Queuing system (SLURM)
MARCC uses SLURM (Simple Linux Universal Resource Manager) to manage resource scheduling and job submission. SLURM is an open source application with active developers and an increasing user community. It has been adopted by many HPC centers and universities. All users must submit jobs to the scheduler for processing, that is “interactive” use of login nodes for job processing is not allowed. Users who need to interact with their codes while these are running can request and interactive session using the script “interact”, which will submit a request to the queuing system that will allow interactive access to the node.

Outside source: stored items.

//! Structural and semantic checks over parsed spreadsheet rows.
//!
//! Every check runs on every row; nothing short-circuits. The caller gets the
//! complete list of findings in one pass and decides what to do with them.

use std::collections::HashSet;

use tracing::debug;

use crate::{
    path,
    types::{
        DESCRIPTION_COLUMN, Diagnostic, GENERAL_COLUMN, HEADERS_COLUMN, PATH_COLUMN,
        TranslationRow, ValidationResult, is_reserved_column,
    },
};

/// Spreadsheet row number of the first data row (the header is row 1).
const FIRST_DATA_ROW: usize = 2;

/// Checks that the fixed columns and at least one language column exist.
///
/// Returns one message per problem; an empty list means the headers are fine.
pub fn validate_headers<S: AsRef<str>>(headers: &[S]) -> Vec<String> {
    let mut problems = Vec::new();

    for required in [PATH_COLUMN, DESCRIPTION_COLUMN] {
        if !headers.iter().any(|h| h.as_ref() == required) {
            problems.push(format!("Missing required column: {}", required));
        }
    }

    if !headers.iter().any(|h| !is_reserved_column(h.as_ref())) {
        problems.push("No language columns found. Expected at least one language column.".to_string());
    }

    problems
}

/// Paths that occur more than once, each listed once, in the order their
/// first repeat was seen. Matching is exact and case-sensitive.
pub fn find_duplicates(rows: &[TranslationRow]) -> Vec<String> {
    let mut seen = HashSet::new();
    let mut reported = HashSet::new();
    let mut duplicates = Vec::new();

    for row in rows {
        let path = row.path.as_str();
        if !seen.insert(path) && reported.insert(path) {
            duplicates.push(path.to_string());
        }
    }

    duplicates
}

/// Validates headers and rows against the declared languages.
pub fn validate_rows<S: AsRef<str>>(
    headers: &[S],
    rows: &[TranslationRow],
    languages: &[String],
) -> ValidationResult {
    let mut result = ValidationResult::new();

    for problem in validate_headers(headers) {
        result.push(Diagnostic::error(0, HEADERS_COLUMN, problem));
    }

    for (index, row) in rows.iter().enumerate() {
        result.extend(check_row(index + FIRST_DATA_ROW, row, languages));
    }

    let duplicates = find_duplicates(rows);
    if !duplicates.is_empty() {
        let duplicates: HashSet<&str> = duplicates.iter().map(String::as_str).collect();
        for (index, row) in rows.iter().enumerate() {
            if duplicates.contains(row.path.as_str()) {
                result.push(
                    Diagnostic::error(
                        index + FIRST_DATA_ROW,
                        PATH_COLUMN,
                        format!("Duplicate path found: {}", row.path),
                    )
                    .with_value(row.path.clone()),
                );
            }
        }
    }

    let blank_rows = rows.iter().filter(|row| row.is_blank(languages)).count();
    if blank_rows > 0 {
        result.push(Diagnostic::warning(
            0,
            GENERAL_COLUMN,
            format!("Found {} empty rows that will be skipped", blank_rows),
        ));
    }

    debug!(
        rows = rows.len(),
        errors = result.errors().len(),
        warnings = result.warnings().len(),
        "validated translation rows"
    );
    result
}

fn check_row(row_number: usize, row: &TranslationRow, languages: &[String]) -> Vec<Diagnostic> {
    let mut found = Vec::new();

    if row.path.trim().is_empty() {
        found.push(
            Diagnostic::error(row_number, PATH_COLUMN, "Path is required")
                .with_value(row.path.clone()),
        );
    } else if !path::validate(&row.path) {
        found.push(
            Diagnostic::error(
                row_number,
                PATH_COLUMN,
                format!("Invalid path format. {}", path::PATH_FORMAT_HINT),
            )
            .with_value(row.path.clone()),
        );
    } else if path::depth(&row.path) > path::MAX_DEPTH {
        found.push(
            Diagnostic::error(
                row_number,
                PATH_COLUMN,
                format!("Path is nested deeper than {} levels", path::MAX_DEPTH),
            )
            .with_value(row.path.clone()),
        );
    }

    if row.description.trim().is_empty() {
        found.push(
            Diagnostic::warning(
                row_number,
                DESCRIPTION_COLUMN,
                "Description is empty. Consider adding a description for better context.",
            )
            .with_value(row.description.clone()),
        );
    }

    for lang in languages {
        let value = row.value(lang);
        if value.trim().is_empty() {
            found.push(
                Diagnostic::warning(row_number, lang.as_str(), format!("Translation for {} is empty", lang))
                    .with_value(value),
            );
        } else if value.contains('\\') || value.contains('"') {
            found.push(
                Diagnostic::warning(
                    row_number,
                    lang.as_str(),
                    "Translation contains special characters that will be escaped in JSON",
                )
                .with_value(value),
            );
        }
    }

    found
}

Slurm uses “partitions” to divide types of jobs (partitions are called queues on other schedulers). MARCC defines a few partitions that will allow sequential/shared computing and parallel (dedicated or exclusive nodes), GPU jobs and large memory jobs. The default partition is set to sequential. There is also a partition called “debug” that can use as many as 2 nodes. The following table describes the attributes for the different partitions:
Note on the scavenger partition
The scavenger partition is meant as a stop-gap once the group has run out of regular allocated hours. It requires the use of
|Partition||Default/Max time (hours)||Default/Max cores per node||Default/Max Mem per node||Serial/Parallel||Backfilling|
|shared||1 hour / 100 hours||1 / 24||5 GB / 128 GB||Serial, multi-thread||Shared|
|unlimited||Unlimited; jobs not guaranteed to complete||1 / 24||5 GB / 128 GB||Serial, parallel||Shared|
|parallel||1 hour / 100 hours||24 / 24||5 GB / 128 GB||Parallel||Exclusive|
|gpu||1 hour / 100 hours||1 / 24||5Gb / 128GB CPU|
20 GB GPU
|lrgmem||1 hour / 100 hours||1 / 48||120GB / 1024GB||Serial, parallel||Shared|
|scavenger||6 hours||1/24||5GB / 128GB||Serial, parallel||Shared|
Here is a list of useful SLURM commands. The equivalent commands for Torque/Maui are given for reference. NOTE: users can still use torque commands like qsub, qdel, qstat.
|Submit a job script||sbatch script-name (qsub available)||qsub script-name|
|Queue list and features||sinfo||qstat -Q|
|Node list||sinfo||pbsnodes -l|
|List all jobs||squeue||qstat -a|
|List jobs by user||squeue -u [userid]||qstat -u|
|Check job status||squeue [job-id] (qstat -a avail)||qstat -a [job-id]|
|Delete a job||scancel [job-id] (qdel avail)||qdel job-id|
|Hold a job||scontrol hold|
|Release a held job||scontrol release|
|Change job resources||scontrol update|
|Show finished jobs||sacct|
SLURM will set or preset environmental variables that can be used in your script. Here is a table with the most common variables and a LOG file of the SLURM variables et by a SLURM job.
|Submit Directory||$SLURM_SUBMIT_DIR (default)||$PBS_O_WORKDIR|
|Job Array Index||$SLURM_ARRAY_TASK_ID||$PBS_ARRAYID|
This is a list of the most common flags that any user may include on scripts to request different resources and features for jobs.
|Wall time hours||#SBATCH -t[min] or -t[days-hh:min:sec]|
|Number of nodes requested||#SBATCH -N min-max|
|Number of core per node reqeusted|
|send mail at the end of teh job|
|user's email address|
|Copy user's environment|
|Account to Charge|
|Quality of Service|
|Use specific resource|
Important Flags for your jobs
Users need to pay special attention to these flags because proper management will benefit both the user and the scheduler:
Walltime requested using
--time should be larger than, but close to, actual processing time. If the requested time is not enough, the job will be aborted before the program finishes and results may be lost, while SU’s will still be charged from your allocation. On the other hand, if the requested time is too long, the job will remain in the queue for a longer time as the scheduler tries to allocate the resources needed. Once resources are allocated to your job these will be unavailable for other jobs and will affect the scheduler’s ability to most efficiently allocate resources for all users.
Nodes, tasks, and cpus
Dedicated nodes can be specified with the
--exclusive flag and all CPUs and memory for each node will be allocated. Programs that rely heavily on data transfer between tasks may be suited for exclusive nodes. If exclusive nodes are not needed, whether the jobs are too small for a single node or do not leverage shared memory, the
--shared flag will designate that a fraction of each node may be used.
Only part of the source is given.